Material for the task:
use async_trait::async_trait;

use crate::error::ApiError;
use crate::types::{
    ActionReply, CleanOptions, EnvironmentInfo, EnvironmentList, EnvironmentStatus, StartOptions,
    StatusList, SyncupResult, SystemStatus,
};

/// One method per remote operation, with no caching behind it.
///
/// `path` is always the raw catalog identifier; implementations escape it.
#[async_trait]
pub trait EnvironmentApi: Send + Sync {
    async fn system_status(&self) -> Result<SystemStatus, ApiError>;

    async fn sync(&self) -> Result<SyncupResult, ApiError>;

    async fn list_catalog(&self) -> Result<EnvironmentList, ApiError>;

    async fn list_downloaded(&self) -> Result<StatusList, ApiError>;

    async fn list_running(&self) -> Result<StatusList, ApiError>;

    /// `Ok(None)` when the catalog has no entry for `path`.
    async fn get_info(&self, path: &str) -> Result<Option<EnvironmentInfo>, ApiError>;

    /// `Ok(None)` when the catalog has no entry for `path`.
    async fn get_status(&self, path: &str) -> Result<Option<EnvironmentStatus>, ApiError>;

    async fn start(&self, path: &str, options: StartOptions)
    -> Result<Option<ActionReply>, ApiError>;

    async fn stop(&self, path: &str) -> Result<Option<ActionReply>, ApiError>;

    async fn restart(&self, path: &str) -> Result<Option<ActionReply>, ApiError>;

    async fn clean(&self, path: &str, options: CleanOptions)
    -> Result<Option<ActionReply>, ApiError>;
}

Description of the task: Among the lines of the records above, count those holding the string "CleanOptions", and report only the number.

Solution for this task: 2